→ Exercise material:
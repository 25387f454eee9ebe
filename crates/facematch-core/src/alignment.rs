//! Face alignment via 4-DOF similarity transform.
//!
//! Maps the five detected landmarks onto the ArcFace 112×112 template with a
//! closed-form least-squares fit, then resamples the RGB image through the
//! inverse transform.

use image::{Rgb, RgbImage};

/// ArcFace reference landmarks for a 112×112 output.
pub const REFERENCE_LANDMARKS_112: [(f32, f32); 5] = [
    (38.2946, 51.6963), // left eye
    (73.5318, 51.5014), // right eye
    (56.0252, 71.7366), // nose
    (41.5493, 92.3655), // left mouth
    (70.7299, 92.2041), // right mouth
];

pub const ALIGNED_SIZE: u32 = 112;

/// Similarity transform `dst = [a -b; b a] * src + [tx, ty]`.
#[derive(Debug, Clone, Copy, PartialEq)]
pub struct Similarity {
    pub a: f32,
    pub b: f32,
    pub tx: f32,
    pub ty: f32,
}

impl Similarity {
    pub const IDENTITY: Similarity = Similarity { a: 1.0, b: 0.0, tx: 0.0, ty: 0.0 };

    /// Least-squares estimate mapping `src` onto `dst`.
    ///
    /// Degenerate input (all source points coincide) yields the identity.
    pub fn estimate(src: &[(f32, f32); 5], dst: &[(f32, f32); 5]) -> Self {
        let n = src.len() as f32;
        let mean = |pts: &[(f32, f32); 5]| {
            let (sx, sy) = pts.iter().fold((0.0, 0.0), |(ax, ay), &(x, y)| (ax + x, ay + y));
            (sx / n, sy / n)
        };
        let (msx, msy) = mean(src);
        let (mdx, mdy) = mean(dst);

        let mut spread = 0.0f32;
        let mut dot = 0.0f32;
        let mut cross = 0.0f32;
        for (&(sx, sy), &(dx, dy)) in src.iter().zip(dst.iter()) {
            let (sx, sy) = (sx - msx, sy - msy);
            let (dx, dy) = (dx - mdx, dy - mdy);
            spread += sx * sx + sy * sy;
            dot += sx * dx + sy * dy;
            cross += sx * dy - sy * dx;
        }

        if spread < 1e-12 {
            return Self::IDENTITY;
        }

        let a = dot / spread;
        let b = cross / spread;
        Self {
            a,
            b,
            tx: mdx - (a * msx - b * msy),
            ty: mdy - (b * msx + a * msy),
        }
    }

    pub fn apply(&self, (x, y): (f32, f32)) -> (f32, f32) {
        (self.a * x - self.b * y + self.tx, self.b * x + self.a * y + self.ty)
    }

    /// Map a destination point back into source space, `None` if singular.
    pub fn invert(&self, (x, y): (f32, f32)) -> Option<(f32, f32)> {
        let det = self.a * self.a + self.b * self.b;
        if det < 1e-12 {
            return None;
        }
        let (dx, dy) = (x - self.tx, y - self.ty);
        Some(((self.a * dx + self.b * dy) / det, (self.a * dy - self.b * dx) / det))
    }
}

/// Bilinear sample of all three channels; outside pixels read as black.
fn sample_bilinear(image: &RgbImage, x: f32, y: f32) -> Rgb<u8> {
    let (w, h) = (image.width() as i64, image.height() as i64);
    let x0 = x.floor() as i64;
    let y0 = y.floor() as i64;
    let fx = x - x0 as f32;
    let fy = y - y0 as f32;

    let texel = |px: i64, py: i64| -> [f32; 3] {
        if px < 0 || py < 0 || px >= w || py >= h {
            return [0.0; 3];
        }
        let Rgb(c) = *image.get_pixel(px as u32, py as u32);
        [c[0] as f32, c[1] as f32, c[2] as f32]
    };

    let (tl, tr) = (texel(x0, y0), texel(x0 + 1, y0));
    let (bl, br) = (texel(x0, y0 + 1), texel(x0 + 1, y0 + 1));

    let mut out = [0u8; 3];
    for c in 0..3 {
        let v = tl[c] * (1.0 - fx) * (1.0 - fy)
            + tr[c] * fx * (1.0 - fy)
            + bl[c] * (1.0 - fx) * fy
            + br[c] * fx * fy;
        out[c] = v.round().clamp(0.0, 255.0) as u8;
    }
    Rgb(out)
}

/// Warp `image` through `transform` into a square `size`×`size` crop.
pub fn warp(image: &RgbImage, transform: &Similarity, size: u32) -> RgbImage {
    RgbImage::from_fn(size, size, |ox, oy| match transform.invert((ox as f32, oy as f32)) {
        Some((sx, sy)) => sample_bilinear(image, sx, sy),
        None => Rgb([0, 0, 0]),
    })
}

/// Align a face to the canonical 112×112 ArcFace crop.
pub fn align_face(image: &RgbImage, landmarks: &[(f32, f32); 5]) -> RgbImage {
    let transform = Similarity::estimate(landmarks, &REFERENCE_LANDMARKS_112);
    warp(image, &transform, ALIGNED_SIZE)
}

→ Exercise goal: Each line above that contains the word "onto" should be copied.

→ Your response:
//! Maps the five detected landmarks onto the ArcFace 112×112 template with a
    /// Least-squares estimate mapping `src` onto `dst`.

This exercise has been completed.